McGuckin children to remain in foster care

By Chad Dundas Associated Press Writer
Saturday July 14, 2001

SANDPOINT – Six children who staged a days-long standoff with authorities following their mother’s arrest on child-neglect charges will remain in a foster home indefinitely, a judge ruled Friday. 

In an hour-long closed hearing, Bonner County Magistrate Judge Debra Heise decided not to allow JoAnn McGuckin to regain custody of her six minor children. 

A gag order prevented lawyers from either side to comment on specifics from the hearing. In the past, attorneys have said JoAnn McGuckin has medical problems, and also has no income and no home to take care of the children. 

Prosecutor Phil Robinson said the outcome of the hearing was exactly what he wanted. There is no timeline for reuniting the McGuckins, Robinson said. An automatic review will be held in 60 days. 

The six McGuckin children — ages 8 to 16 — have been temporary wards of the state since they surrendered June 2 after a standoff with police at their Garfield Bay home. 

When deputies went to collect the children after arresting their mother, the kids turned their pack of dogs on officers and holed up with five weapons inside the rural house. The standoff ended peacefully five days later and they have been in foster care since then. 

“We’re not trying to tell her how to raise her children or what her beliefs should be,” Robinson said. “But there should be some basic education. They shouldn’t be living in filth.” 

After the hearing, McGuckin said she was “hanging in there.” Earlier Friday, she had said her medical condition might prevent her from regaining custody of her children. 

“I’m too sick to physically take care of them anyway,” she said. 

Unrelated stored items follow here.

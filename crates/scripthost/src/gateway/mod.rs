//! Gateway system for chat platform integrations.
//!
//! A gateway bridges one chat platform to scripthost. Built-in gateways are
//! compiled in behind feature flags and talk to the core over Rust channels
//! using the Gateway Protocol.
//!
//! # Architecture
//!
//! ```text
//! ┌──────────────────────────────────────────────────────────────┐
//! │                       scripthost core                        │
//! │                                                              │
//! │  Supervisor ◄── CommandAdapter ◄── GatewayMessageHandler     │
//! │                                           ▲                  │
//! │  ┌────────────────────────────────────────┴───────────────┐  │
//! │  │                    Gateway Manager                     │  │
//! │  │   Routes events to the handler, replies back           │  │
//! │  └────────────────────────┬───────────────────────────────┘  │
//! │                           │ mpsc channels                    │
//! │                ┌──────────┴──────────┐                       │
//! │                │ Telegram (teloxide) │                       │
//! │                └─────────────────────┘                       │
//! └──────────────────────────────────────────────────────────────┘
//! ```
//!
//! # Protocol
//!
//! - [`GatewayCommand`]: scripthost to gateway (send, edit, answer button presses)
//! - [`GatewayEvent`]: gateway to scripthost (messages, uploads, button presses)

pub mod adapter;
pub mod handler;
pub mod manager;
pub mod token;

// Re-export protocol types from the protocol crate
pub use scripthost_gateway_protocol::{
    CallbackQueryData, GatewayCommand, GatewayEvent, InlineButton, InlineKeyboard,
    MessageContent, MessageReceivedData, ReplyKeyboard, Sender, capabilities, error_codes,
};

pub use adapter::{ActionOutcome, BotStats, CommandAdapter, MenuItem, ScriptListView};
pub use handler::GatewayMessageHandler;
pub use manager::{
    CallbackResponse, GatewayHandle, GatewayManager, MessageHandler, Reply, SendError,
};
pub use token::{Action, ActionToken, TokenError};

// Re-export Telegram gateway from the telegram crate
#[cfg(feature = "gateway-telegram")]
pub use scripthost_gateway_telegram::{TelegramConfig, TelegramGateway};
//! Host CPU and memory readings for the resource monitor.
//!
//! Readings come from `sysinfo`; on platforms it does not support every
//! reading is `None`.

use sysinfo::{MINIMUM_CPU_UPDATE_INTERVAL, System};
use tracing::debug;

/// Used and total physical memory, in bytes.
#[derive(Debug, Clone, Copy, PartialEq, Eq)]
pub struct MemoryUsage {
    pub used_bytes: u64,
    pub total_bytes: u64,
}

impl MemoryUsage {
    pub fn used_percent(&self) -> f64 {
        if self.total_bytes == 0 {
            return 0.0;
        }
        self.used_bytes.min(self.total_bytes) as f64 * 100.0 / self.total_bytes as f64
    }
}

#[derive(Debug, Clone, Copy, Default, PartialEq)]
pub struct HostSnapshot {
    /// Global CPU usage across all cores, 0-100.
    pub cpu_percent: Option<f32>,
    pub memory: Option<MemoryUsage>,
}

impl HostSnapshot {
    /// Sample CPU and memory.
    ///
    /// CPU usage is a delta between two refreshes, so this waits
    /// [`MINIMUM_CPU_UPDATE_INTERVAL`] between them.
    pub async fn read() -> Self {
        if !sysinfo::IS_SUPPORTED_SYSTEM {
            debug!("Host readings unsupported on this platform");
            return Self::default();
        }

        let mut system = System::new();
        system.refresh_cpu_usage();
        tokio::time::sleep(MINIMUM_CPU_UPDATE_INTERVAL).await;
        system.refresh_cpu_usage();
        system.refresh_memory();

        let memory = MemoryUsage {
            used_bytes: system.used_memory(),
            total_bytes: system.total_memory(),
        };
        Self {
            cpu_percent: Some(system.global_cpu_usage()),
            memory: (memory.total_bytes > 0).then_some(memory),
        }
    }
}

#[cfg(test)]
mod tests {
    use super::*;

    #[test]
    fn used_percent() {
        let mem = MemoryUsage {
            used_bytes: 12,
            total_bytes: 16,
        };
        assert!((mem.used_percent() - 75.0).abs() < 1e-9);

        let empty = MemoryUsage {
            used_bytes: 0,
            total_bytes: 0,
        };
        assert_eq!(empty.used_percent(), 0.0);
    }

    #[tokio::test]
    async fn reads_linux_host() {
        if !sysinfo::IS_SUPPORTED_SYSTEM {
            return;
        }
        let snapshot = HostSnapshot::read().await;
        let cpu = snapshot.cpu_percent.unwrap();
        assert!((0.0..=100.0).contains(&cpu));
        let memory = snapshot.memory.unwrap();
        assert!(memory.total_bytes > 0);
        assert!((0.0..=100.0).contains(&memory.used_percent()));
    }
}
mod commands;

use std::path::PathBuf;

use anyhow::Result;
use clap::{Parser, Subcommand};
use tracing::error;
use tracing_subscriber::EnvFilter;

use scripthost::config::DEFAULT_CONFIG_FILE;

// ============================================================================
// CLI Types
// ============================================================================

/// scripthost - upload scripts through a chat bot and run them as supervised processes
#[derive(Parser, Debug)]
#[command(version, about, long_about = None)]
struct Cli {
    #[command(subcommand)]
    command: Commands,
}

#[derive(Subcommand, Debug)]
enum Commands {
    /// Run the supervisor and the configured chat gateways
    Serve {
        /// Path to configuration file
        #[arg(short, long, default_value = DEFAULT_CONFIG_FILE)]
        config: String,

        /// Per-user uploads root (overrides config file)
        #[arg(long)]
        uploads_dir: Option<PathBuf>,
    },

    /// Diagnose installation and configuration issues
    Doctor {
        /// Path to configuration file
        #[arg(short, long, default_value = DEFAULT_CONFIG_FILE)]
        config: String,

        /// Output format (text or json)
        #[arg(long, default_value = "text")]
        format: String,
    },
}

// ============================================================================
// Entry Point
// ============================================================================

#[tokio::main]
async fn main() -> std::process::ExitCode {
    init_tracing();

    match run().await {
        Ok(()) => std::process::ExitCode::SUCCESS,
        Err(e) => {
            error!("{e:#}");
            std::process::ExitCode::FAILURE
        }
    }
}

async fn run() -> Result<()> {
    let cli = Cli::parse();

    match cli.command {
        Commands::Serve {
            config,
            uploads_dir,
        } => commands::serve::run(&config, uploads_dir.as_deref()).await,
        Commands::Doctor { config, format } => commands::doctor::run(&config, &format).await,
    }
}

// ============================================================================
// Initialization
// ============================================================================

fn init_tracing() {
    let filter = EnvFilter::try_from_default_env().unwrap_or_else(|_| EnvFilter::new("info"));
    let _ = tracing_subscriber::fmt()
        .with_env_filter(filter)
        .with_target(false)
        .try_init();
}
//! Error types for workspace and supervisor operations.

use std::path::PathBuf;
use thiserror::Error;

/// Errors surfaced by the workspace manager and the process supervisor.
///
/// Every variant is recovered at the command adapter and rendered as a
/// user-visible failure message.
#[derive(Debug, Error)]
pub enum SupervisorError {
    /// Extension is neither a runnable script nor an archive.
    #[error("unsupported file type: {file_name}")]
    UnsupportedType { file_name: String },

    /// Name contains separators, `..`, or is otherwise not a plain file name.
    #[error("invalid file name: {file_name:?}")]
    InvalidFileName { file_name: String },

    #[error("script not found: {file_name}")]
    ScriptNotFound { file_name: String },

    /// Archive could not be opened or read.
    #[error("corrupt archive {path}: {reason}")]
    CorruptArchive { path: PathBuf, reason: String },

    /// I/O error on the upload or log directories.
    #[error("I/O error at {path}: {source}")]
    StorageFault {
        path: PathBuf,
        #[source]
        source: std::io::Error,
    },

    /// Interpreter could not be launched.
    #[error("failed to start {file_name}: {source}")]
    SpawnFault {
        file_name: String,
        #[source]
        source: std::io::Error,
    },
}

impl SupervisorError {
    pub fn unsupported_type(file_name: impl Into<String>) -> Self {
        Self::UnsupportedType {
            file_name: file_name.into(),
        }
    }

    pub fn invalid_file_name(file_name: impl Into<String>) -> Self {
        Self::InvalidFileName {
            file_name: file_name.into(),
        }
    }

    pub fn script_not_found(file_name: impl Into<String>) -> Self {
        Self::ScriptNotFound {
            file_name: file_name.into(),
        }
    }

    pub fn corrupt_archive(path: impl Into<PathBuf>, reason: impl ToString) -> Self {
        Self::CorruptArchive {
            path: path.into(),
            reason: reason.to_string(),
        }
    }

    /// Create a storage fault with path context.
    pub fn storage(path: impl Into<PathBuf>, source: std::io::Error) -> Self {
        Self::StorageFault {
            path: path.into(),
            source,
        }
    }

    pub fn spawn(file_name: impl Into<String>, source: std::io::Error) -> Self {
        Self::SpawnFault {
            file_name: file_name.into(),
            source,
        }
    }
}

/// Convenience type alias for supervisor results.
pub type SupervisorResult<T> = Result<T, SupervisorError>;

JoAnn McGuckin has pleaded innocent to the misdemeanor neglect charge, which carries a maximum penalty of six months in jail and a $300 fine. 

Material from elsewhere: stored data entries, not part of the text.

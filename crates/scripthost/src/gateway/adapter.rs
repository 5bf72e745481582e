//! Command adapter: turns chat requests into supervisor calls and renders
//! the results as replies and keyboards.

use std::sync::Arc;
use std::time::Instant;

use scripthost_gateway_protocol::{InlineButton, InlineKeyboard, ReplyKeyboard};
use tracing::{info, warn};

use super::manager::{CallbackResponse, Reply};
use super::token::{Action, ActionToken, MAX_CALLBACK_BYTES, NOOP};
use crate::config::BotConfig;
use crate::error::{SupervisorError, SupervisorResult};
use crate::host::HostSnapshot;
use crate::process::{InstanceSummary, Supervisor, UploadKind};
use crate::workspace::ScriptFile;

// ============================================================================
// Main menu
// ============================================================================

/// Entries of the persistent reply keyboard.
#[derive(Debug, Clone, Copy, PartialEq, Eq)]
pub enum MenuItem {
    UploadFile,
    MyScripts,
    Statistics,
    ResourceMonitor,
    ContactOwner,
}

impl MenuItem {
    pub const ALL: [MenuItem; 5] = [
        MenuItem::UploadFile,
        MenuItem::MyScripts,
        MenuItem::Statistics,
        MenuItem::ResourceMonitor,
        MenuItem::ContactOwner,
    ];

    pub fn label(self) -> &'static str {
        match self {
            MenuItem::UploadFile => "📤 Upload File",
            MenuItem::MyScripts => "📂 My Scripts",
            MenuItem::Statistics => "📊 Statistics",
            MenuItem::ResourceMonitor => "📈 Resource Monitor",
            MenuItem::ContactOwner => "📞 Contact Owner",
        }
    }

    pub fn from_label(text: &str) -> Option<Self> {
        let text = text.trim();
        Self::ALL.into_iter().find(|item| item.label() == text)
    }

    fn keyboard() -> ReplyKeyboard {
        let row = |items: &[MenuItem]| -> Vec<String> {
            items.iter().map(|i| i.label().to_string()).collect()
        };
        ReplyKeyboard {
            rows: vec![
                row(&[MenuItem::UploadFile, MenuItem::MyScripts]),
                row(&[MenuItem::Statistics, MenuItem::ResourceMonitor]),
                row(&[MenuItem::ContactOwner]),
            ],
            resize: true,
        }
    }
}

// ============================================================================
// Views
// ============================================================================

/// A user's control panel: running instances first, then runnable files.
#[derive(Debug, Clone, PartialEq, Eq)]
pub struct ScriptListView {
    pub user: String,
    pub running: Vec<InstanceSummary>,
    pub files: Vec<ScriptFile>,
}

impl ScriptListView {
    pub fn is_empty(&self) -> bool {
        self.running.is_empty() && self.files.is_empty()
    }

    pub fn keyboard(&self) -> InlineKeyboard {
        if self.is_empty() {
            return InlineKeyboard::single_row(vec![InlineButton::new(
                "❌ No scripts found",
                NOOP,
            )]);
        }

        let mut rows = Vec::with_capacity(self.running.len() + self.files.len());
        for instance in &self.running {
            rows.push(vec![InlineButton::new(
                format!("🛑 Stop {} (ID: {})", instance.file_name, instance.id),
                ActionToken::stop(&self.user, instance.id).to_string(),
            )]);
        }
        for file in &self.files {
            rows.push(vec![
                InlineButton::new(
                    format!("▶️ Run {}", file.name),
                    ActionToken::run(&self.user, &file.name).to_string(),
                ),
                InlineButton::new(
                    "🗑️ Delete",
                    ActionToken::delete_file(&self.user, &file.name).to_string(),
                ),
            ]);
        }

        let keyboard = InlineKeyboard { rows };
        if let Some(button) = keyboard
            .buttons()
            .find(|b| b.callback_data.len() > MAX_CALLBACK_BYTES)
        {
            warn!(
                user = %self.user,
                data = %button.callback_data,
                "Action token exceeds callback data limit"
            );
        }
        keyboard
    }

    pub fn into_reply(self, header: impl Into<String>) -> Reply {
        let keyboard = self.keyboard();
        Reply::text(header).with_inline_keyboard(keyboard)
    }
}

/// Answer to a button press.
#[derive(Debug, Clone, PartialEq, Eq)]
pub struct ActionOutcome {
    pub toast: String,
    /// Show the toast as a modal alert.
    pub alert: bool,
    /// Refreshed control panel, replacing the pressed message.
    pub reply: Option<Reply>,
}

impl ActionOutcome {
    fn toast(text: impl Into<String>) -> Self {
        Self {
            toast: text.into(),
            alert: false,
            reply: None,
        }
    }

    fn alert(text: impl Into<String>) -> Self {
        Self {
            toast: text.into(),
            alert: true,
            reply: None,
        }
    }

    fn with_reply(mut self, reply: Option<Reply>) -> Self {
        self.reply = reply;
        self
    }
}

impl From<ActionOutcome> for CallbackResponse {
    fn from(outcome: ActionOutcome) -> Self {
        CallbackResponse {
            text: Some(outcome.toast),
            show_alert: outcome.alert,
            edit: outcome.reply,
        }
    }
}

#[derive(Debug, Clone, Copy, PartialEq, Eq)]
pub struct BotStats {
    pub uptime_seconds: u64,
    pub active_instances: usize,
}

impl BotStats {
    pub fn to_reply(self) -> Reply {
        Reply::text(format!(
            "⏱ Uptime: {}s\n🚀 Your active scripts: {}",
            self.uptime_seconds, self.active_instances
        ))
    }
}

// ============================================================================
// CommandAdapter
// ============================================================================

pub struct CommandAdapter {
    supervisor: Arc<Supervisor>,
    bot: BotConfig,
    started_at: Instant,
}

impl CommandAdapter {
    pub fn new(supervisor: Arc<Supervisor>, bot: BotConfig) -> Self {
        Self {
            supervisor,
            bot,
            started_at: Instant::now(),
        }
    }

    pub fn supervisor(&self) -> &Arc<Supervisor> {
        &self.supervisor
    }

    pub fn on_start(&self, user: &str) -> Reply {
        info!(user, "Session started");
        Reply::text(self.bot.welcome.clone()).with_reply_keyboard(MenuItem::keyboard())
    }

    pub fn upload_prompt(&self) -> Reply {
        Reply::text("📎 Please send the file (.py / .js / .sh / .zip)")
    }

    /// Store an upload; archives are extracted right away.
    pub async fn on_upload(&self, user: &str, file_name: &str, bytes: &[u8]) -> Reply {
        if bytes.len() as u64 > self.bot.max_upload_bytes {
            warn!(user, file = file_name, size = bytes.len(), "Upload over size limit");
            return Reply::text(format!(
                "❌ File is too large (limit {} bytes).",
                self.bot.max_upload_bytes
            ));
        }

        let workspace = self.supervisor.workspace();
        let path = match workspace.save_upload(user, file_name, bytes).await {
            Ok(path) => path,
            Err(e) => return Reply::text(failure_text(&e)),
        };

        if UploadKind::from_file_name(file_name) != Some(UploadKind::Archive) {
            return Reply::text(format!("✅ {file_name} uploaded successfully!"));
        }

        match workspace.extract_archive(user, &path).await {
            Ok(names) if names.is_empty() => {
                Reply::text("✅ ZIP file has been extracted (it was empty).")
            }
            Ok(names) => Reply::text(format!(
                "✅ ZIP file has been extracted!\n{}",
                names.join("\n")
            )),
            Err(e) => Reply::text(failure_text(&e)),
        }
    }

    pub async fn on_list_scripts(&self, user: &str) -> SupervisorResult<ScriptListView> {
        let files = self.supervisor.workspace().list_scripts(user).await?;
        Ok(ScriptListView {
            user: user.to_string(),
            running: self.supervisor.instances(user),
            files,
        })
    }

    /// The control panel as a message.
    pub async fn control_panel(&self, user: &str, header: &str) -> Reply {
        match self.on_list_scripts(user).await {
            Ok(view) => view.into_reply(header),
            Err(e) => Reply::text(failure_text(&e)),
        }
    }

    /// Handle a button press from `sender` carrying callback `data`.
    pub async fn on_action(&self, sender: &str, data: &str) -> ActionOutcome {
        if data == NOOP {
            return ActionOutcome::toast("Nothing to do here");
        }

        let token = match ActionToken::parse(data) {
            Ok(token) => token,
            Err(e) => {
                warn!(sender, data, error = %e, "Malformed action token");
                return ActionOutcome::alert("❌ Invalid data");
            }
        };

        if token.user != sender {
            warn!(
                sender,
                owner = %token.user,
                action = token.action.name(),
                "Rejected action on another user's scripts"
            );
            return ActionOutcome::alert("⛔ This button belongs to another user.");
        }
        let user = token.user.as_str();

        match token.action {
            Action::Run { file_name } => match self.supervisor.run(user, &file_name).await {
                Ok(id) => {
                    let header =
                        format!("✅ Script running!\n📄 File: {file_name}\n🆔 ID: {id}");
                    ActionOutcome::toast(format!("🚀 {file_name} started!"))
                        .with_reply(self.refreshed(user, &header).await)
                }
                Err(e) => ActionOutcome::alert(failure_text(&e)),
            },

            Action::Stop { id } => {
                let file_name = self.supervisor.instance(user, id).map(|s| s.file_name);
                if self.supervisor.stop(user, id) {
                    let name = file_name.unwrap_or_else(|| format!("instance {id}"));
                    ActionOutcome::toast(format!("🛑 {name} stopped"))
                        .with_reply(self.refreshed(user, "📂 Control panel updated:").await)
                } else {
                    ActionOutcome::toast("⚠️ Script not running")
                }
            }

            Action::DeleteFile { file_name } => {
                match self.supervisor.cascade_delete(user, &file_name).await {
                    Ok(outcome) if outcome.file_existed => {
                        ActionOutcome::toast(format!("🗑️ {file_name} deleted"))
                            .with_reply(self.refreshed(user, "📂 File removed").await)
                    }
                    Ok(outcome) if !outcome.killed.is_empty() => {
                        ActionOutcome::alert("❌ File not found")
                            .with_reply(self.refreshed(user, "📂 Control panel updated:").await)
                    }
                    Ok(_) => ActionOutcome::alert("❌ File not found"),
                    Err(e) => ActionOutcome::alert(failure_text(&e)),
                }
            }
        }
    }

    pub fn on_stats(&self, user: &str) -> BotStats {
        BotStats {
            uptime_seconds: self.started_at.elapsed().as_secs(),
            active_instances: self.supervisor.stats(user).active_instances,
        }
    }

    pub async fn on_monitor(&self, user: &str) -> Reply {
        let snapshot = HostSnapshot::read().await;
        let cpu = snapshot
            .cpu_percent
            .map(|c| format!("{c:.1}%"))
            .unwrap_or_else(|| "unavailable".to_string());
        let ram = snapshot
            .memory
            .map(|m| format!("{:.1}%", m.used_percent()))
            .unwrap_or_else(|| "unavailable".to_string());
        let running = self.supervisor.stats(user).active_instances;

        Reply::text(format!(
            "📈 System Monitor\n\n🧠 CPU: {cpu}\n💾 RAM: {ram}\n\
             🚀 Your running scripts: {running}"
        ))
    }

    pub fn on_contact(&self) -> Reply {
        Reply::text(format!("👤 Owner: {}", self.bot.owner_contact))
    }

    async fn refreshed(&self, user: &str, header: &str) -> Option<Reply> {
        match self.on_list_scripts(user).await {
            Ok(view) => Some(view.into_reply(header)),
            Err(e) => {
                warn!(user, error = %e, "Failed to refresh control panel");
                None
            }
        }
    }
}

/// User-facing text for a failed operation.
pub fn failure_text(error: &SupervisorError) -> String {
    match error {
        SupervisorError::UnsupportedType { .. } => {
            "❌ Invalid file format! Send .py, .js, .sh or .zip files.".to_string()
        }
        SupervisorError::InvalidFileName { file_name } => {
            format!("❌ Invalid file name: {file_name}")
        }
        SupervisorError::ScriptNotFound { file_name } => format!("❌ {file_name} not found"),
        SupervisorError::CorruptArchive { reason, .. } => {
            format!("❌ Could not extract archive: {reason}")
        }
        SupervisorError::StorageFault { .. } => "❌ Storage error, please try again.".to_string(),
        SupervisorError::SpawnFault { file_name, source } => {
            format!("❌ Could not start {file_name}: {source}")
        }
    }
}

Family attorney Bryce Powell, who wouldn’t comment on McGuckin’s medical condition, was disappointed with the judge’s decision. 

“The state has a legal obligation to reunite this family as quickly as possible,” he said. 

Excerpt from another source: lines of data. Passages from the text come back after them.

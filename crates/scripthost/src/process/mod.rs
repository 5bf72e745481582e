//! Script process management.
//!
//! Scripts run as detached children in their own session. The registry owns
//! each child handle; the supervisor decides when a child is signalled and
//! when its record is dropped.

mod kind;
pub mod reaper;
pub mod registry;
pub mod supervisor;

pub use kind::{ARCHIVE_EXTENSION, Interpreters, ScriptKind, UploadKind};
pub use registry::{InstanceRecord, InstanceSummary, Registry};
pub use supervisor::{CascadeOutcome, Stats, Supervisor};
//! scripthost - run users' uploaded scripts as supervised background processes,
//! driven from a chat bot.

// ============================================================================
// Core Infrastructure
// ============================================================================

pub mod config;
pub mod error;

// ============================================================================
// Domain
// ============================================================================

pub mod host;
pub mod process;
pub mod workspace;

// ============================================================================
// Chat Front End
// ============================================================================

pub mod gateway;

pub use error::{SupervisorError, SupervisorResult};
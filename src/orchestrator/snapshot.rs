use std::collections::BTreeMap;

use serde::Serialize;

use crate::job::{DownloadJob, JobStatus};

/// Every job, grouped by status and keyed by id, plus the in-memory queue order.
#[derive(Debug, Clone, Default, PartialEq, Serialize)]
pub struct QueueSnapshot {
    pub available: BTreeMap<String, DownloadJob>,
    pub queued: BTreeMap<String, DownloadJob>,
    pub downloading: BTreeMap<String, DownloadJob>,
    pub delayed: BTreeMap<String, DownloadJob>,
    pub done: BTreeMap<String, DownloadJob>,
    pub error: BTreeMap<String, DownloadJob>,
    pub cancelled: BTreeMap<String, DownloadJob>,
    /// Job the loop is working on.
    pub current: Option<String>,
    /// Pending ids in processing order, excluding `current`.
    pub pending: Vec<String>,
}

impl QueueSnapshot {
    #[must_use]
    pub fn jobs(&self, status: JobStatus) -> &BTreeMap<String, DownloadJob> {
        match status {
            JobStatus::Available => &self.available,
            JobStatus::Queued => &self.queued,
            JobStatus::Downloading => &self.downloading,
            JobStatus::Delayed => &self.delayed,
            JobStatus::Done => &self.done,
            JobStatus::Error => &self.error,
            JobStatus::Cancelled => &self.cancelled,
        }
    }

    pub(super) fn insert(&mut self, job: DownloadJob) {
        let map = match job.status {
            JobStatus::Available => &mut self.available,
            JobStatus::Queued => &mut self.queued,
            JobStatus::Downloading => &mut self.downloading,
            JobStatus::Delayed => &mut self.delayed,
            JobStatus::Done => &mut self.done,
            JobStatus::Error => &mut self.error,
            JobStatus::Cancelled => &mut self.cancelled,
        };
        map.insert(job.id.clone(), job);
    }

    /// Looks a job up regardless of status.
    #[must_use]
    pub fn get(&self, id: &str) -> Option<&DownloadJob> {
        JobStatus::ALL
            .iter()
            .find_map(|status| self.jobs(*status).get(id))
    }

    #[must_use]
    pub fn count(&self, status: JobStatus) -> usize {
        self.jobs(status).len()
    }

    /// True when nothing is queued, running or delayed.
    #[must_use]
    pub fn is_settled(&self) -> bool {
        self.current.is_none()
            && self.pending.is_empty()
            && JobStatus::ALL
                .iter()
                .filter(|status| status.is_active())
                .all(|status| self.jobs(*status).is_empty())
    }
}

#[cfg(test)]
mod tests {
    use super::*;
    use crate::job::JobSource;

    #[test]
    fn test_insert_groups_by_status() {
        let mut snapshot = QueueSnapshot::default();
        let mut job = DownloadJob::new("a", "A", JobSource::Web, 0);
        job.status = JobStatus::Error;
        snapshot.insert(job);
        snapshot.insert(DownloadJob::new("b", "B", JobSource::Web, 0));

        assert_eq!(snapshot.count(JobStatus::Error), 1);
        assert_eq!(snapshot.count(JobStatus::Queued), 1);
        assert_eq!(snapshot.get("a").map(|j| j.status), Some(JobStatus::Error));
        assert!(!snapshot.is_settled());
    }

    #[test]
    fn test_empty_snapshot_is_settled() {
        assert!(QueueSnapshot::default().is_settled());
    }
}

The family has been apart — able to see each other only in court or foster homes — since McGuckin’s May 29 arrest on a charge of felony injury to children. The charge was reduced to a misdemeanor last month and she was released from jail without conditions. 

The six children are Kathryn, 16; Ben, 15; Mary, 13; James, 11; Fred,9; and Jane, 8. 

Kathryn and Ben McGuckin testified Monday at a closed custody hearing. Afterward, Heise ruled the children were covered by the state’s child protection act, giving her the power to decide their custody. 

Prosecutors said McGuckin, 46, is an unfit mother because she was raising her children in a filthy home that lacked basic utilities such as running water. Dog feces littered the house. 

They have also suggested that McGuckin has a drinking problem that contributed to the family’s troubles. 

Negotiations toward a custody agreement failed, Robinson said, because prosecutors insisted on some form of state oversight, while McGuckin wanted a guardian of her own choosing, with no oversight other than by the court system. 

The oldest daughter, 19-year-old Erina, left home last year to join the Navy. She returned in April and her complaints to Robinson initiated the arrest and subsequent standoff. 

Erina testified that family members ate rodent-infested food in a feces-covered house that had no running water and little heat. She said her mother spent much of the family’s scarce money on alcohol and instilled bizarre, paranoid notions in the children. 

Her testimony countered earlier testimony by Kathryn McGuckin, who acknowledged many of the problems, but attributed them to the poverty brought on by the illness of both parents. 

The children’s father, Michael McGuckin, died in May after a lengthy bout with multiple sclerosis.